Keeping Bees Out Of Reach
Sunflowers are also highly popular with bees, but by growing only the taller varieties, the bees can do their thing well out of range of kid activities. Again, in all my years of combining kids and plants, nobody ever got stung except me (and that was when I picked up a tipped over pot that happened to be full of paper wasps in August. Oops.) I’m also tickled to notice that these days, most kids seem very aware that bees are in trouble and need help. They like the idea of creating bee friendly plantings and even understand that native bees like native blossoms (!).
I’m especially excited about introducing kids to the natural world and the foodweb because I think that’s a good way to grow new gardeners. Most passionate gardeners have stories about being welcomed into a garden as a youngster. Many gardeners are good cooks too, thanks in part to the encouragement of an older family member, neighbor or friend. And by now, everyone knows that food-fussy children who help plant and pick edible crops are more likely to eat things they grow themselves.
Make Room For Hands On Play
Similarly, children who are allowed to play and explore in a garden setting are likely to become lifelong gardeners themselves. Perhaps the best way to engage children in gardening is to begin not with chores but with pleasurable projects. Small children love to help and they delight in working closely with adults. Find a space where enthusiastic but unskilled garden activities won’t wreak havoc with your main crops and invite the kids in. The result may be the most important seeds you ever plant!

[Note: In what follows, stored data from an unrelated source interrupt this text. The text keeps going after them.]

//! Time-boxed permission delegation.

use std::fmt;
use std::str::FromStr;

use chrono::{DateTime, Utc};
use serde::{Deserialize, Serialize};
use uuid::Uuid;

use crate::error::WardenError;

#[derive(Debug, Clone, Copy, Serialize, Deserialize, PartialEq, Eq)]
#[serde(rename_all = "lowercase")]
pub enum DelegationStatus {
    Pending,
    Active,
    Revoked,
}

impl DelegationStatus {
    pub fn as_str(&self) -> &'static str {
        match self {
            DelegationStatus::Pending => "pending",
            DelegationStatus::Active => "active",
            DelegationStatus::Revoked => "revoked",
        }
    }
}

impl fmt::Display for DelegationStatus {
    fn fmt(&self, f: &mut fmt::Formatter<'_>) -> fmt::Result {
        f.write_str(self.as_str())
    }
}

impl FromStr for DelegationStatus {
    type Err = WardenError;

    fn from_str(s: &str) -> Result<Self, Self::Err> {
        match s {
            "pending" => Ok(DelegationStatus::Pending),
            "active" => Ok(DelegationStatus::Active),
            "revoked" => Ok(DelegationStatus::Revoked),
            other => Err(WardenError::validation(format!(
                "unknown delegation status: {other}"
            ))),
        }
    }
}

/// Restricts a delegation to one resource type, optionally to one
/// resource of that type.
#[derive(Debug, Clone, Serialize, Deserialize, PartialEq, Eq)]
pub struct ResourceScope {
    pub resource_type: String,
    pub resource_id: Option<String>,
}

#[derive(Debug, Clone, Serialize, Deserialize, PartialEq)]
pub struct PermissionDelegation {
    pub id: Uuid,
    pub org_id: Uuid,
    pub delegator_did: String,
    pub delegate_did: String,
    pub permissions: Vec<String>,
    pub resource_scope: Option<ResourceScope>,
    pub reason: Option<String>,
    pub start_date: DateTime<Utc>,
    pub end_date: DateTime<Utc>,
    pub status: DelegationStatus,
    pub created_at: DateTime<Utc>,
}

impl PermissionDelegation {
    /// Active and inside the half-open window `[start_date, end_date)`.
    pub fn is_effective_at(&self, now: DateTime<Utc>) -> bool {
        self.status == DelegationStatus::Active && self.start_date <= now && now < self.end_date
    }

    pub fn in_scope(&self, resource_type: &str, resource_id: Option<&str>) -> bool {
        match &self.resource_scope {
            None => true,
            Some(scope) => {
                scope.resource_type == resource_type
                    && (scope.resource_id.is_none() || scope.resource_id.as_deref() == resource_id)
            }
        }
    }

    pub fn grants(&self, resource_type: &str, resource_id: Option<&str>, permission: &str) -> bool {
        self.permissions.iter().any(|p| p == permission) && self.in_scope(resource_type, resource_id)
    }
}

#[derive(Debug, Clone, Serialize, Deserialize)]
pub struct CreateDelegation {
    pub org_id: Uuid,
    pub delegator_did: String,
    pub delegate_did: String,
    pub permissions: Vec<String>,
    pub resource_scope: Option<ResourceScope>,
    pub reason: Option<String>,
    pub start_date: DateTime<Utc>,
    pub end_date: DateTime<Utc>,
}

/// Which side of a delegation the queried identity is on.
#[derive(Debug, Clone, Copy, Serialize, Deserialize, PartialEq, Eq, Default)]
#[serde(rename_all = "lowercase")]
pub enum DelegationDirection {
    /// Delegations the identity handed out.
    Delegated,
    /// Delegations the identity received.
    Received,
    #[default]
    Both,
}

#[derive(Debug, Clone, Default, Serialize, Deserialize)]
pub struct DelegationFilter {
    pub direction: DelegationDirection,
    pub status: Option<DelegationStatus>,
}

If more than one child will be in the garden with you, find a spot for each child to make their own. Toddlers will love a space that combines a sandbox and digging tools with a bit of planting ground. My grandson’s sandbox, which can double as a fire pit with the addition of a large metal fire bowl, is full of dinosaurs and dump trucks, with kale and carrots on the side. A short hose (drinking-quality) with an easy-to-use spray nozzle provides endless pleasure in watering plants, filling buckets, and occasionally soaking an unsuspecting granny. In a tiny garden, give each child a huge tree pot filled with sand (for playing) or soil (for growing). Tiered strawberry and lettuce planters can fit on the smallest deck or terrace, and many edibles can be grown in vertical gardening structures and containers designed to hang over fence railings.